Your study is IMPORTANT. We understand the significance of your study and its role in launching your next clinical offering and take the responsibilities entrusted to us very seriously. We are committed to delivering the most robust and high-quality data efficiently with an unwavering focus on patient safety and regulatory compliance.
With over 20 years of experience and over 2,500 trials conducted, Accel Research Sites are consistent high enrollers offering comprehensive services across a full range of therapeutic areas and indications. Our sites are located throughout the Southeast with convenient access to diverse, densely populated areas.
We conduct Phase I-IV studies and support other research efforts outside the bounds of conventional clinical trials, including pragmatic trials, patient surveys, data collection efforts, direct-to-patient trials, and more. Each study is supported by experienced Investigators who are highly engaged, accessible, and passionate about pursuing new treatment options.
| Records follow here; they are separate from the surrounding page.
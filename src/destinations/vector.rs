//! Vector destination
//!
//! Each record becomes one point. The point id is derived from the declared
//! primary-key values so re-running a sync replaces points instead of
//! duplicating them; tables without usable keys fall back to random ids.

use async_trait::async_trait;
use chrono::Utc;
use serde_json::{Map, Value, json};
use std::sync::Arc;
use tracing::{debug, instrument, warn};
use uuid::Uuid;

use super::{
    BatchOutcome, DestinationAdapter, DestinationKind, SkippedRow, TableSpec, non_empty_text,
    value_text,
};
use crate::connectors::embeddings::EmbeddingProvider;
use crate::connectors::remote_query::Record;
use crate::connectors::vector_store::{Point, QdrantClient};
use crate::error::SyncError;

/// Identity of one record in the vector store
#[derive(Debug, Clone, PartialEq)]
pub struct PointIdentity {
    pub id: Uuid,
    pub source_id: String,
    pub source_pk: Map<String, Value>,
}

/// Collection a table is synced into
pub fn collection_name(table_name: &str) -> String {
    table_name.to_lowercase()
}

/// Derives the point identity of `row`.
///
/// Key columns are taken in declaration order and null values are left
/// out. The id is a UUIDv5 in the DNS namespace over
/// `table:col:val[:col:val...]`.
pub fn point_identity(table: &TableSpec, row: &Record) -> PointIdentity {
    let mut parts = Vec::new();
    let mut source_pk = Map::new();
    for column in table.primary_keys().map(|c| c.name.as_str()) {
        if let Some(value) = row.get(column).filter(|v| !v.is_null()) {
            let text = value_text(value).unwrap_or_default();
            parts.push(format!("{}:{}", column, text));
            source_pk.insert(column.to_string(), value.clone());
        }
    }

    if parts.is_empty() {
        let id = Uuid::new_v4();
        return PointIdentity {
            id,
            source_id: id.to_string(),
            source_pk,
        };
    }

    let name = format!("{}:{}", table.table_name, parts.join(":"));
    PointIdentity {
        id: Uuid::new_v5(&Uuid::NAMESPACE_DNS, name.as_bytes()),
        source_id: parts.join("_"),
        source_pk,
    }
}

/// Text sent to the embedding provider for `row`
pub fn embedding_text(table: &TableSpec, row: &Record) -> String {
    table
        .columns
        .iter()
        .filter_map(|c| non_empty_text(row, &c.name).map(|value| format!("{}: {}", c.name, value)))
        .collect::<Vec<_>>()
        .join(" | ")
}

/// Vector destination backed by Qdrant and an embedding provider
pub struct VectorAdapter {
    client: QdrantClient,
    embeddings: Arc<dyn EmbeddingProvider>,
}

impl VectorAdapter {
    pub fn new(client: QdrantClient, embeddings: Arc<dyn EmbeddingProvider>) -> Self {
        Self { client, embeddings }
    }
}

#[async_trait]
impl DestinationAdapter for VectorAdapter {
    fn kind(&self) -> DestinationKind {
        DestinationKind::Vector
    }

    #[instrument(skip(self, table), fields(table = %table.table_name))]
    async fn prepare(&self, table: &TableSpec) -> Result<(), SyncError> {
        let collection = collection_name(&table.table_name);
        self.client
            .ensure_collection(&collection, self.embeddings.dimension())
            .await
            .map_err(|e| {
                SyncError::Schema(format!("cannot create collection '{}': {}", collection, e))
            })
    }

    async fn apply_batch(
        &self,
        table: &TableSpec,
        rows: &[Record],
    ) -> Result<BatchOutcome, SyncError> {
        if rows.is_empty() {
            return Ok(BatchOutcome::default());
        }
        let collection = collection_name(&table.table_name);

        // Empty texts are never sent to the provider
        let mut skipped = Vec::new();
        let mut rows_to_embed = Vec::with_capacity(rows.len());
        let mut texts = Vec::with_capacity(rows.len());
        for row in rows {
            let text = embedding_text(table, row);
            if text.is_empty() {
                skipped.push(SkippedRow {
                    row: row.clone(),
                    reason: "no non-empty values to embed".to_string(),
                });
            } else {
                rows_to_embed.push(row);
                texts.push(text);
            }
        }
        if !skipped.is_empty() {
            warn!(collection = %collection, skipped = skipped.len(), "Rows without embeddable text");
        }
        if rows_to_embed.is_empty() {
            return Ok(BatchOutcome {
                creates: 0,
                updates: 0,
                skipped,
            });
        }

        let identities: Vec<PointIdentity> = rows_to_embed
            .iter()
            .map(|r| point_identity(table, r))
            .collect();

        let vectors = self.embeddings.embed(&texts).await?;
        if vectors.len() != rows_to_embed.len() {
            return Err(SyncError::EmbeddingProvider(format!(
                "expected {} embeddings, received {}",
                rows_to_embed.len(),
                vectors.len()
            )));
        }

        let ids: Vec<Uuid> = identities.iter().map(|i| i.id).collect();
        if let Err(err) = self.client.delete_points(&collection, &ids).await {
            warn!(collection = %collection, error = %err, "Failed to delete existing points");
        }

        let sync_timestamp = Utc::now().to_rfc3339();
        let points: Vec<Point> = rows_to_embed
            .iter()
            .zip(identities)
            .zip(texts)
            .zip(vectors)
            .map(|(((row, identity), text), vector)| Point {
                id: identity.id,
                vector,
                payload: json!({
                    "table_name": table.table_name,
                    "original_data": row,
                    "text": text,
                    "source_id": identity.source_id,
                    "source_pk": identity.source_pk,
                    "sync_timestamp": sync_timestamp,
                }),
            })
            .collect();

        self.client
            .upsert_points(&collection, &points)
            .await
            .map_err(|e| SyncError::Upsert(e.to_string()))?;

        debug!(collection = %collection, points = points.len(), "Vector batch upserted");
        Ok(BatchOutcome {
            creates: points.len() as u64,
            updates: 0,
            skipped,
        })
    }
}
//! Database migrations for the PDS sync console.
//!
//! Schema for connections, table configurations, declared columns and the
//! sync run ledger, managed with SeaORM Migration.

pub use sea_orm_migration::prelude::*;

mod m2026_01_05_000100_create_connections;
mod m2026_01_05_000200_create_table_configs;
mod m2026_01_05_000300_create_table_columns;
mod m2026_01_05_000400_create_sync_runs;

pub struct Migrator;

#[async_trait::async_trait]
impl MigratorTrait for Migrator {
    fn migrations() -> Vec<Box<dyn MigrationTrait>> {
        vec![
            Box::new(m2026_01_05_000100_create_connections::Migration),
            Box::new(m2026_01_05_000200_create_table_configs::Migration),
            Box::new(m2026_01_05_000300_create_table_columns::Migration),
            Box::new(m2026_01_05_000400_create_sync_runs::Migration),
        ]
    }
}
//! # Repository Layer
//!
//! Repository implementations wrapping SeaORM operations for connections,
//! table configurations with their columns, and the sync run ledger.

pub mod connection;
pub mod sync_run;
pub mod table_config;

pub use connection::ConnectionRepository;
pub use sync_run::SyncRunRepository;
pub use table_config::TableConfigRepository;

use axum::http::StatusCode;
use serde_json::json;
use thiserror::Error;

use crate::connectors::credentials::CredentialsError;
use crate::crypto::CryptoError;
use crate::error::{ApiError, validation_error};

/// Errors surfaced by repositories when a write is rejected or a lookup misses
#[derive(Debug, Error)]
pub enum RepositoryError {
    #[error("{resource} {id} not found")]
    NotFound { resource: &'static str, id: String },
    #[error("{0}")]
    Conflict(String),
    #[error("{message}")]
    Validation {
        field: &'static str,
        message: String,
    },
    #[error(transparent)]
    Credentials(#[from] CredentialsError),
    #[error(transparent)]
    Crypto(#[from] CryptoError),
    #[error(transparent)]
    Database(#[from] sea_orm::DbErr),
}

impl RepositoryError {
    pub(crate) fn not_found(resource: &'static str, id: impl ToString) -> Self {
        Self::NotFound {
            resource,
            id: id.to_string(),
        }
    }

    pub(crate) fn invalid(field: &'static str, message: impl Into<String>) -> Self {
        Self::Validation {
            field,
            message: message.into(),
        }
    }
}

pub type RepositoryResult<T> = Result<T, RepositoryError>;

impl From<RepositoryError> for ApiError {
    fn from(error: RepositoryError) -> Self {
        match error {
            RepositoryError::NotFound { .. } => {
                ApiError::new(StatusCode::NOT_FOUND, "NOT_FOUND", &error.to_string())
            }
            RepositoryError::Conflict(message) => {
                ApiError::new(StatusCode::CONFLICT, "CONFLICT", &message)
            }
            RepositoryError::Validation { field, message } => {
                validation_error(&message, json!({ field: message.clone() }))
            }
            RepositoryError::Credentials(err) => {
                validation_error(&err.to_string(), json!({ "credentials": err.to_string() }))
            }
            RepositoryError::Crypto(err) => {
                tracing::error!(error = %err, "Stored credentials could not be decrypted");
                ApiError::new(
                    StatusCode::INTERNAL_SERVER_ERROR,
                    "INTERNAL_SERVER_ERROR",
                    "Stored credentials could not be decrypted",
                )
            }
            RepositoryError::Database(err) => err.into(),
        }
    }
}
//! cadenza - melody game demo
//!
//! Plays one level of the game through the default audio device: first
//! the target melody, then a graded attempt behind a two-beat countoff.
//!
//! Run with: cargo run [level-set] [level-number]

mod app;

use color_eyre::eyre::{eyre, Result};

fn main() -> Result<()> {
    color_eyre::install()?;
    env_logger::init();

    let args: Vec<String> = std::env::args().collect();
    let set_name = args.get(1).map(String::as_str).unwrap_or("tutorial");
    let level_index: usize = match args.get(2) {
        Some(raw) => raw
            .parse()
            .map_err(|_| eyre!("level number must be an integer, got {:?}", raw))?,
        None => 0,
    };

    app::run(set_name, level_index)
}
We pride ourselves on delivering industry-leading service in the following areas:
Expand All | Collapse AllRECRUITMENT
Our internal database of 60,000+ subjects is only one source of eligible participants for your trial. We also maintain dozens of disease-specific social communities, operate an in-house call center managed by Samantha Mackeprang, and employ a seasoned coordinator, Alicia Cevera, in our recruitment department to provide expert eligibility review. Our partners in large medical practices also identify and educate potential research subjects for your study.
We are advanced advertisers in traditional and digital marketing and develop a custom marketing plan and creative for every study in preparation for the Pre-Site Visit. We employ a dedicated Marketing Manager, Faith Karwacki, to monitor the performance of these efforts and ensure a high return on investment for your recruitment and advertising dollars. We maintain total compatibility with centralized campaigns, with a dedicated specialist, Dwana Woulard, focused only on recruitment portals and inbound inquiries, with a one business day follow-up on all leads.
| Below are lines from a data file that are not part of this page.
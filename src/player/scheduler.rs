//! Trigger scheduler - deferred, cancellable playback callbacks
//!
//! A dedicated worker thread owns a priority queue of timed jobs.
//! Scheduling never blocks the caller; cancellation is all-or-nothing.

use std::cmp::Ordering;
use std::collections::BinaryHeap;
use std::sync::{Arc, Condvar, Mutex};
use std::thread::{self, JoinHandle};
use std::time::{Duration, Instant};

type Job = Box<dyn FnOnce() + Send + 'static>;

/// A pending timed job. Ordered by deadline, then by scheduling order, so
/// triggers with coinciding deadlines fire deterministically in the order
/// they were scheduled.
struct Trigger {
    deadline: Instant,
    seq: u64,
    job: Job,
}

impl PartialEq for Trigger {
    fn eq(&self, other: &Self) -> bool {
        self.deadline == other.deadline && self.seq == other.seq
    }
}

impl Eq for Trigger {}

impl PartialOrd for Trigger {
    fn partial_cmp(&self, other: &Self) -> Option<Ordering> {
        Some(self.cmp(other))
    }
}

impl Ord for Trigger {
    fn cmp(&self, other: &Self) -> Ordering {
        // BinaryHeap is a max-heap; reverse so the earliest deadline
        // (and lowest seq on ties) is at the top.
        (other.deadline, other.seq).cmp(&(self.deadline, self.seq))
    }
}

struct SchedulerState {
    queue: BinaryHeap<Trigger>,
    next_seq: u64,
    shutdown: bool,
}

/// Runs deferred jobs at their deadlines on a single worker thread.
///
/// Jobs fire strictly after their deadline has elapsed and after any
/// earlier-deadline job. `cancel_all` discards every pending trigger; a
/// job already past its deadline may still run (it counts as fired).
/// Dropping the scheduler cancels pending triggers and joins the worker.
pub struct TriggerScheduler {
    shared: Arc<(Mutex<SchedulerState>, Condvar)>,
    worker: Option<JoinHandle<()>>,
}

impl TriggerScheduler {
    pub fn new() -> Self {
        let shared = Arc::new((
            Mutex::new(SchedulerState {
                queue: BinaryHeap::new(),
                next_seq: 0,
                shutdown: false,
            }),
            Condvar::new(),
        ));

        let worker_shared = Arc::clone(&shared);
        let worker = thread::Builder::new()
            .name("cadenza-scheduler".into())
            .spawn(move || Self::run_worker(worker_shared))
            .map_err(|e| log::warn!(target: "player::scheduler", "worker spawn failed: {}", e))
            .ok();

        Self { shared, worker }
    }

    /// Schedule `job` to run after `delay`. Returns immediately.
    pub fn schedule(&self, delay: Duration, job: impl FnOnce() + Send + 'static) {
        let (lock, cvar) = &*self.shared;
        let mut state = lock.lock().unwrap();
        let seq = state.next_seq;
        state.next_seq += 1;
        state.queue.push(Trigger {
            deadline: Instant::now() + delay,
            seq,
            job: Box::new(job),
        });
        cvar.notify_one();
    }

    /// Discard every pending trigger. Jobs that have not reached their
    /// deadline will never run.
    pub fn cancel_all(&self) {
        let (lock, cvar) = &*self.shared;
        let mut state = lock.lock().unwrap();
        let dropped = state.queue.len();
        state.queue.clear();
        if dropped > 0 {
            log::debug!(target: "player::scheduler", "cancelled {} pending trigger(s)", dropped);
        }
        cvar.notify_one();
    }

    /// Number of triggers still waiting for their deadline.
    pub fn pending(&self) -> usize {
        let (lock, _) = &*self.shared;
        lock.lock().unwrap().queue.len()
    }

    fn run_worker(shared: Arc<(Mutex<SchedulerState>, Condvar)>) {
        let (lock, cvar) = &*shared;
        let mut state = lock.lock().unwrap();

        loop {
            if state.shutdown {
                break;
            }

            let now = Instant::now();
            match state.queue.peek() {
                None => {
                    state = cvar.wait(state).unwrap();
                }
                Some(next) if next.deadline <= now => {
                    let trigger = state.queue.pop().unwrap();
                    // Run without holding the lock so jobs can schedule
                    // or cancel without deadlocking.
                    drop(state);
                    (trigger.job)();
                    state = lock.lock().unwrap();
                }
                Some(next) => {
                    let wait = next.deadline - now;
                    let (guard, _timeout) = cvar.wait_timeout(state, wait).unwrap();
                    state = guard;
                }
            }
        }
    }
}

impl Default for TriggerScheduler {
    fn default() -> Self {
        Self::new()
    }
}

impl Drop for TriggerScheduler {
    fn drop(&mut self) {
        let (lock, cvar) = &*self.shared;
        {
            let mut state = lock.lock().unwrap();
            state.queue.clear();
            state.shutdown = true;
            cvar.notify_one();
        }
        if let Some(worker) = self.worker.take() {
            let _ = worker.join();
        }
    }
}

#[cfg(test)]
mod tests {
    use super::*;
    use std::sync::mpsc;

    #[test]
    fn test_jobs_fire_in_deadline_order() {
        let scheduler = TriggerScheduler::new();
        let (tx, rx) = mpsc::channel();

        for (label, delay_ms) in [("late", 60u64), ("early", 10), ("mid", 30)] {
            let tx = tx.clone();
            scheduler.schedule(Duration::from_millis(delay_ms), move || {
                tx.send(label).unwrap();
            });
        }

        let order: Vec<_> = (0..3)
            .map(|_| rx.recv_timeout(Duration::from_secs(2)).unwrap())
            .collect();
        assert_eq!(order, vec!["early", "mid", "late"]);
    }

    #[test]
    fn test_equal_deadlines_fire_in_scheduling_order() {
        let scheduler = TriggerScheduler::new();
        let (tx, rx) = mpsc::channel();
        let deadline = Duration::from_millis(20);

        for i in 0..5 {
            let tx = tx.clone();
            scheduler.schedule(deadline, move || {
                tx.send(i).unwrap();
            });
        }

        let order: Vec<i32> = (0..5)
            .map(|_| rx.recv_timeout(Duration::from_secs(2)).unwrap())
            .collect();
        assert_eq!(order, vec![0, 1, 2, 3, 4]);
    }

    #[test]
    fn test_cancel_all_prevents_firing() {
        let scheduler = TriggerScheduler::new();
        let (tx, rx) = mpsc::channel();

        let tx2 = tx.clone();
        scheduler.schedule(Duration::from_millis(50), move || {
            tx2.send(()).unwrap();
        });
        scheduler.cancel_all();
        assert_eq!(scheduler.pending(), 0);

        assert!(rx.recv_timeout(Duration::from_millis(150)).is_err());
        drop(tx);
    }

    #[test]
    fn test_schedule_from_within_job() {
        let scheduler = Arc::new(TriggerScheduler::new());
        let (tx, rx) = mpsc::channel();

        let inner_scheduler = Arc::clone(&scheduler);
        scheduler.schedule(Duration::from_millis(5), move || {
            let tx = tx.clone();
            inner_scheduler.schedule(Duration::from_millis(5), move || {
                tx.send(()).unwrap();
            });
        });

        assert!(rx.recv_timeout(Duration::from_secs(2)).is_ok());
    }
}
Our Director of Community Outreach, Rachel Truxall, is a Registered Nurse who specializes in reaching area providers and patient support groups to educate about your study opportunity.
Our full-time Director of Study Performance, Angie Petracca, monitors 100 data elements related to each study across its entire lifecycle: pre-selection, start-up, study conduct, and closeout. Each study is supported by a full-time Study Start-Up Coordinator, Michelle Morgan, who is an expert in source document creation and training facilitation.
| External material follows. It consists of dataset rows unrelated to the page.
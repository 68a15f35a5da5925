//! Level sets for the melody game.
//!
//! Each level carries the expected melody line as a flat timed-chord
//! list, the tempo to play and grade at, and an optional accompaniment
//! line for the bass track. A level with no expected line is free play:
//! anything the player builds counts as correct.

use crate::sequencing::notes::*;
use crate::sequencing::TimedChord;

/// One level of the game.
#[derive(Debug, Clone)]
pub struct Level {
    /// What the player is asked to build.
    pub instructions: &'static str,
    /// The melody that counts as correct, or `None` for free play.
    pub expected_line: Option<Vec<TimedChord>>,
    /// Tempo used for both playback and the duration of the grading wait.
    pub beats_per_minute: f64,
    /// Optional bass-track line played alongside the melody.
    pub accompaniment: Option<Vec<TimedChord>>,
}

/// A named, ordered collection of levels.
#[derive(Debug, Clone)]
pub struct LevelSet {
    pub name: &'static str,
    pub levels: Vec<Level>,
}

/// Every shipped level set, in difficulty order.
pub fn all_level_sets() -> Vec<LevelSet> {
    vec![tutorial(), beginner()]
}

/// Look up a level set by name.
pub fn level_set(name: &str) -> Option<LevelSet> {
    all_level_sets().into_iter().find(|set| set.name == name)
}

/// Introductory levels: single notes, then short sequences and chords.
pub fn tutorial() -> LevelSet {
    LevelSet {
        name: "tutorial",
        levels: vec![
            Level {
                instructions: "Play a single note, C2.",
                expected_line: Some(vec![TimedChord::note(C2, 1.0)]),
                beats_per_minute: 80.0,
                accompaniment: None,
            },
            Level {
                instructions: "Change the note to E2 instead.",
                expected_line: Some(vec![TimedChord::note(E2, 1.0)]),
                beats_per_minute: 80.0,
                accompaniment: None,
            },
            Level {
                instructions: "Play the sequence G2, A2, F2, in that order.",
                expected_line: Some(vec![
                    TimedChord::note(G2, 1.0),
                    TimedChord::note(A2, 1.0),
                    TimedChord::note(F2, 1.0),
                ]),
                beats_per_minute: 80.0,
                accompaniment: None,
            },
            Level {
                instructions: "Play the chord C2-E2-G2.",
                expected_line: Some(vec![TimedChord::chord(&[C2, E2, G2], 1.0)]),
                beats_per_minute: 80.0,
                accompaniment: None,
            },
            Level {
                instructions: "Play the chord C2-F2-A2, then the chord C2-E2-G2.",
                expected_line: Some(vec![
                    TimedChord::chord(&[C2, F2, A2], 1.0),
                    TimedChord::chord(&[C2, E2, G2], 1.0),
                ]),
                beats_per_minute: 80.0,
                accompaniment: None,
            },
        ],
    }
}

/// Short well-known melodies, some with accompaniment.
pub fn beginner() -> LevelSet {
    // Accompaniment shared by both Lion King levels.
    let lion_king_accompaniment = vec![
        TimedChord::note(G4, 3.0),
        TimedChord::note(E4, 1.0),
        TimedChord::note(D4, 2.0),
        TimedChord::note(G4, 1.0),
        TimedChord::note(E4, 3.0),
        TimedChord::note(C4, 1.0),
        TimedChord::note(A3, 4.0),
    ];

    let mary_melody = vec![
        TimedChord::note(E3, 1.0),
        TimedChord::note(D3, 1.0),
        TimedChord::note(C3, 1.0),
        TimedChord::note(D3, 1.0),
        TimedChord::note(E3, 1.0),
        TimedChord::note(E3, 1.0),
        TimedChord::note(E3, 1.0),
    ];

    LevelSet {
        name: "beginner",
        levels: vec![
            Level {
                instructions:
                    "Play Mary Had a Little Lamb: E3, D3, C3, D3, E3, E3, E3. \
                     Try to use only six blocks.",
                expected_line: Some(mary_melody.clone()),
                beats_per_minute: 100.0,
                accompaniment: None,
            },
            Level {
                instructions:
                    "Play Can You Feel the Love Tonight: \
                     G3 (3 beats), E3, D3 (2 beats), G3, E3 (3 beats), C3, A2 (4 beats).",
                expected_line: Some(vec![
                    TimedChord::note(G3, 3.0),
                    TimedChord::note(E3, 1.0),
                    TimedChord::note(D3, 2.0),
                    TimedChord::note(G3, 1.0),
                    TimedChord::note(E3, 3.0),
                    TimedChord::note(C3, 1.0),
                    TimedChord::note(A2, 4.0),
                ]),
                beats_per_minute: 120.0,
                accompaniment: None,
            },
            Level {
                instructions: "Play The Entertainer: D3, E3, C3, A2 (1 beat), B2, G2.",
                expected_line: Some(vec![
                    TimedChord::note(D3, 0.5),
                    TimedChord::note(E3, 0.5),
                    TimedChord::note(C3, 0.5),
                    TimedChord::note(A2, 1.0),
                    TimedChord::note(B2, 0.5),
                    TimedChord::note(G2, 0.5),
                ]),
                beats_per_minute: 80.0,
                accompaniment: None,
            },
            Level {
                instructions:
                    "Play Happy Birthday: G2 (dotted), G2, A2, G2, C3, B2 (2 beats), \
                     then again with D3, C3 ending.",
                expected_line: Some(vec![
                    TimedChord::note(G2, 0.75),
                    TimedChord::note(G2, 0.25),
                    TimedChord::note(A2, 1.0),
                    TimedChord::note(G2, 1.0),
                    TimedChord::note(C3, 1.0),
                    TimedChord::note(B2, 2.0),
                    TimedChord::note(G2, 0.75),
                    TimedChord::note(G2, 0.25),
                    TimedChord::note(A2, 1.0),
                    TimedChord::note(G2, 1.0),
                    TimedChord::note(D3, 1.0),
                    TimedChord::note(C3, 2.0),
                ]),
                beats_per_minute: 100.0,
                accompaniment: None,
            },
            Level {
                instructions:
                    "Mary Had a Little Lamb, with harmony: play the chord C2-F2-A2 \
                     seven times. Use only two blocks!",
                expected_line: Some(vec![TimedChord::chord(&[C2, F2, A2], 1.0); 7]),
                beats_per_minute: 100.0,
                accompaniment: Some(mary_melody),
            },
            Level {
                instructions:
                    "Lion King: play C3, then G2, then A2, then F2. \
                     Make each note 4 beats long.",
                expected_line: Some(vec![
                    TimedChord::note(C3, 4.0),
                    TimedChord::note(G2, 4.0),
                    TimedChord::note(A2, 4.0),
                    TimedChord::note(F2, 4.0),
                ]),
                beats_per_minute: 120.0,
                accompaniment: Some(lion_king_accompaniment.clone()),
            },
            Level {
                instructions:
                    "Lion King (reprise): play C3 for 2 beats then G3 for 2 beats; \
                     repeat the pattern for G2-D3, A2-E3 and F2-C3.",
                expected_line: Some(vec![
                    TimedChord::note(C3, 2.0),
                    TimedChord::note(G3, 2.0),
                    TimedChord::note(G2, 2.0),
                    TimedChord::note(D3, 2.0),
                    TimedChord::note(A2, 2.0),
                    TimedChord::note(E3, 2.0),
                    TimedChord::note(F2, 2.0),
                    TimedChord::note(C3, 2.0),
                ]),
                beats_per_minute: 120.0,
                accompaniment: Some(lion_king_accompaniment),
            },
            Level {
                instructions:
                    "Edelweiss: play C3 then the chord E3/G3 twice (1 beat each); \
                     repeat the shape for G2, A2 and F2.",
                expected_line: Some(vec![
                    TimedChord::note(C3, 1.0),
                    TimedChord::chord(&[E3, G3], 1.0),
                    TimedChord::chord(&[E3, G3], 1.0),
                    TimedChord::note(G2, 1.0),
                    TimedChord::chord(&[B2, D3], 1.0),
                    TimedChord::chord(&[B2, D3], 1.0),
                    TimedChord::note(A2, 1.0),
                    TimedChord::chord(&[Cs3, E3], 1.0),
                    TimedChord::chord(&[Cs3, E3], 1.0),
                    TimedChord::note(F2, 1.0),
                    TimedChord::chord(&[A2, C3], 1.0),
                    TimedChord::chord(&[A2, C3], 1.0),
                ]),
                beats_per_minute: 120.0,
                accompaniment: Some(vec![
                    TimedChord::note(E4, 2.0),
                    TimedChord::note(G4, 1.0),
                    TimedChord::note(D5, 3.0),
                    TimedChord::note(C5, 2.0),
                    TimedChord::note(G4, 1.0),
                    TimedChord::note(F4, 3.0),
                ]),
            },
            Level {
                instructions:
                    "Frozen: alternate the chord C4/E4 with G3 four times quickly \
                     (half a beat each), then do the same with B3/D4 over G3, \
                     A3/C4 over E3, and A3/C4 over F3.",
                expected_line: Some(frozen_line()),
                beats_per_minute: 140.0,
                accompaniment: Some(vec![
                    TimedChord::note(C5, 2.5),
                    TimedChord::note(G4, 0.5),
                    TimedChord::note(E5, 0.5),
                    TimedChord::note(D5, 3.5),
                    TimedChord::note(C5, 1.0),
                    TimedChord::note(A4, 1.0),
                    TimedChord::note(A4, 0.5),
                    TimedChord::note(A4, 0.5),
                    TimedChord::note(A4, 0.5),
                    TimedChord::note(B4, 1.0),
                    TimedChord::note(C5, 1.0),
                    TimedChord::note(D5, 0.5),
                    TimedChord::note(C5, 3.0),
                ]),
            },
            Level {
                instructions: "Play anything you like.",
                expected_line: None,
                beats_per_minute: 120.0,
                accompaniment: None,
            },
        ],
    }
}

fn frozen_line() -> Vec<TimedChord> {
    let mut line = Vec::new();
    for (chord, between) in [
        ([C4, E4], G3),
        ([B3, D4], G3),
        ([A3, C4], E3),
        ([A3, C4], F3),
    ] {
        for _ in 0..4 {
            line.push(TimedChord::chord(&chord, 0.5));
            line.push(TimedChord::note(between, 0.5));
        }
    }
    line
}

#[cfg(test)]
mod tests {
    use super::*;
    use crate::sequencing::Track;

    #[test]
    fn test_shipped_sets() {
        let sets = all_level_sets();
        assert_eq!(sets.len(), 2);
        assert_eq!(sets[0].name, "tutorial");
        assert_eq!(sets[0].levels.len(), 5);
        assert_eq!(sets[1].name, "beginner");
        assert_eq!(sets[1].levels.len(), 10);
    }

    #[test]
    fn test_level_set_lookup() {
        assert!(level_set("tutorial").is_some());
        assert!(level_set("virtuoso").is_none());
    }

    #[test]
    fn test_all_durations_positive() {
        for set in all_level_sets() {
            for level in &set.levels {
                for line in [&level.expected_line, &level.accompaniment] {
                    if let Some(line) = line {
                        assert!(line.iter().all(|step| step.duration_beats > 0.0));
                    }
                }
                assert!(level.beats_per_minute > 0.0);
            }
        }
    }

    #[test]
    fn test_only_final_beginner_level_is_free_play() {
        let set = beginner();
        let (last, rest) = set.levels.split_last().unwrap();
        assert!(last.expected_line.is_none());
        assert!(rest.iter().all(|level| level.expected_line.is_some()));
    }

    #[test]
    fn test_frozen_line_shape() {
        let line = frozen_line();
        assert_eq!(line.len(), 32);
        let track = Track::from_timed_chords(&line);
        assert_eq!(track.cursor_beat(), 16.0);
    }
}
REGULATORY AFFAIRS & COMPLIANCE
Our Regulatory Affairs team, led by Jamie Gillette, prides itself on rapid processing of regulatory packets and utmost attention to detail. Your study’s regulatory documents will be hosted in the industry-leading site regulatory platform by Florence Healthcare, where your study team will have immediate on-demand access to the documents it needs from anywhere in the world. This system is compliant with 21 CFR Part 11, HIPAA/The Privacy Rule, and 21 CFR part 312 and 812. We can start studies quickly as we are not subject to long internal review processes or internal IRBs. Our target start-up time including regulatory affairs and contract execution is 10 business days.
Our research coordinators are dedicated, full-time professionals with valuable industry experience. In addition to required certifications such as GCP and IATA, they undergo regular general and study-specific training to ensure total compliance with study requirements while maintaining patient safety and data integrity. We are lucky to enjoy very little coordinator turnover which means a consistent experience for the study team and patients alike. Our Quality Control team reviews all documentation to ensure the highest quality data. Internal Quality Assurance and Monitoring from independent experts supports our constant commitment to quality and compliance.
All our dedicated clinical laboratory staff are IATA certified and trained to process a wide range of samples. They are familiar with time sensitive processing such as PK and antibody processing, sputum samples, flash freezing, 24-hour urine collection, rapid antigen, and PCR via nasal swabs or washes. We use high-quality, scientific laboratory-grade equipment that is professionally maintained and calibrated.
Each of our Investigators are respected members of the medical community with a true scientific interest in their studies. We are a clinical organization first, engaged in meaningful development work that delivers new treatment options to patients, and our Investigators are proud to wear the Accel Research Sites name. It is with this same pride and enthusiasm that these full-time providers will devote themselves to your study and its subjects.